While this can be a good thing, it can also lead to a disengagement of an employee’s sense of personal responsibility. In some cases, employees feel like they can separate themselves from a decision because “the AI did it.”
In addition, it’s common for the introduction of a new algorithm to coincide with a significant drop in quality metrics. In my experience, this paradox is a result of a person who was formerly responsible for the metric feeling like they’re now simply an unimportant link in a chain of automated decision-making.
It’s essential to manage this aspect of automation because of how easily it can lead your team down a path of disinterest and lowered commitment. It also has the potential to cause harm to your brand. If AI is left on its own to make decisions, it may unwittingly begin discriminating against customers in certain age, gender or geographical brackets.
3. Challenges With Transparency and Efficient Implementation
As every business owner knows, things can change in an instant. Companies don’t always have time to build a complex AI solution for a new operation.
In fact, it’s far more common for businesses to be on a time crunch and be forced to solve a problem without the help of automation because setting up a new process simply takes too long. Since there typically isn’t time to write complex models, one of two things happens.
First, the business might choose to implement a mostly complete process but insert a manual intermediate step until the process can be refined. In this case, businesses lose as much as 80 percent of the calculated efficiency of the process.
Alternatively, the business might deploy SaaS to speed up the implementation process. While time and money costs will be lower, the problem of efficiency loss remains. In this case, implementing SaaS algorithms that aren’t specifically adapted to the company’s needs can make a process less efficient than if it was done manually.
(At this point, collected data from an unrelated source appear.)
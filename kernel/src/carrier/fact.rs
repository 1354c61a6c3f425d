//! `Fact`: a ground relation triple `(a rel b)` with a truth flag.
//!
//! # Packed key
//!
//! ```text
//! bit 63 .. 43   42 .. 22    21 .. 1    0
//!     a          rel         b          truth
//! ```
//!
//! The key is the fact's identity: `Eq`, `Ord`, and `Hash` agree with it.
//! Field-wise derived ordering over `(a, rel, b, truth)` is identical to
//! numeric key ordering, so a `BTreeSet<Fact>` iterates in key order.

use std::fmt;

use crate::carrier::ident::{Ident, IDENT_BITS};
use crate::carrier::relation::RelationTemplate;
use crate::carrier::symbol::NameLookup;

const B_SHIFT: u32 = 1;
const REL_SHIFT: u32 = B_SHIFT + IDENT_BITS;
const A_SHIFT: u32 = REL_SHIFT + IDENT_BITS;

/// A fully-instantiated relation triple.
#[derive(Clone, Copy, PartialEq, Eq, PartialOrd, Ord, Hash)]
pub struct Fact {
    pub a: Ident,
    pub rel: Ident,
    pub b: Ident,
    pub truth: bool,
}

impl Fact {
    /// An asserted fact (`truth = true`).
    #[must_use]
    pub const fn new(a: Ident, rel: Ident, b: Ident) -> Self {
        Self {
            a,
            rel,
            b,
            truth: true,
        }
    }

    /// A negated fact (`truth = false`), used in goals to demand absence.
    #[must_use]
    pub const fn negated(a: Ident, rel: Ident, b: Ident) -> Self {
        Self {
            a,
            rel,
            b,
            truth: false,
        }
    }

    /// The 64-bit packed key.
    #[must_use]
    pub const fn key(&self) -> u64 {
        ((self.a.get() as u64) << A_SHIFT)
            | ((self.rel.get() as u64) << REL_SHIFT)
            | ((self.b.get() as u64) << B_SHIFT)
            | (self.truth as u64)
    }

    /// Decode a packed key. Each field is masked to 21 bits; a zero field
    /// decodes to [`Ident::UNBOUND`].
    #[must_use]
    pub const fn from_key(key: u64) -> Self {
        Self {
            a: Ident::from_masked(key >> A_SHIFT),
            rel: Ident::from_masked(key >> REL_SHIFT),
            b: Ident::from_masked(key >> B_SHIFT),
            truth: key & 1 == 1,
        }
    }

    /// This fact with `truth = true`.
    #[must_use]
    pub const fn proposition(&self) -> Self {
        Self::new(self.a, self.rel, self.b)
    }

    /// Same `(a, rel, b)` regardless of truth.
    #[must_use]
    pub fn same_proposition(&self, other: &Self) -> bool {
        self.a == other.a && self.rel == other.rel && self.b == other.b
    }

    /// True iff every Bound slot of `template` equals the corresponding
    /// identifier here. Free slots are unconstrained; truth is ignored.
    #[must_use]
    pub fn is_instance_of(&self, template: &RelationTemplate) -> bool {
        let [ta, trel, tb] = template.slots();
        [(ta, self.a), (trel, self.rel), (tb, self.b)]
            .into_iter()
            .all(|(slot, id)| slot.as_bound().map_or(true, |bound| bound == id))
    }

    /// `ball at room1`, or `not ball at room1` when negated.
    #[must_use]
    pub fn render(&self, names: &dyn NameLookup) -> String {
        let body = format!(
            "{} {} {}",
            names.display_name(self.a),
            names.display_name(self.rel),
            names.display_name(self.b)
        );
        if self.truth {
            body
        } else {
            format!("not {body}")
        }
    }
}

impl fmt::Debug for Fact {
    fn fmt(&self, f: &mut fmt::Formatter<'_>) -> fmt::Result {
        let sign = if self.truth { "" } else { "!" };
        write!(f, "{sign}({} {} {})", self.a.get(), self.rel.get(), self.b.get())
    }
}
In addition to these problems, it’s important to understand that transparency in the AI process is incredibly difficult to communicate to management, even by experts. This is due to the complexity of the algorithms, but it can make your team feel reservations about transitioning to automated operations management.
Where Do We Go From Here?
Some researchers suggest that the challenges we currently face will lead to new human roles in a company: Trainers, explainers, and sustainers.
Trainers will help optimize AI performance; explainers will be tasked with breaking down AI decisions for non-professionals, and sustainers will work on making AI processes sustainable for the long term.
However, until then, businesses and founders must consider more than just the significant competitive advantage that AI can give. The advantage must be weighed against the ambiguity, time costs and growth hurdles that come with operational AI.
Artificial intelligence still has a long way to go in terms of growth, development and implementation. It can undoubtedly make a huge difference in operational management, but we cannot yet fully rely on it to always be the best option.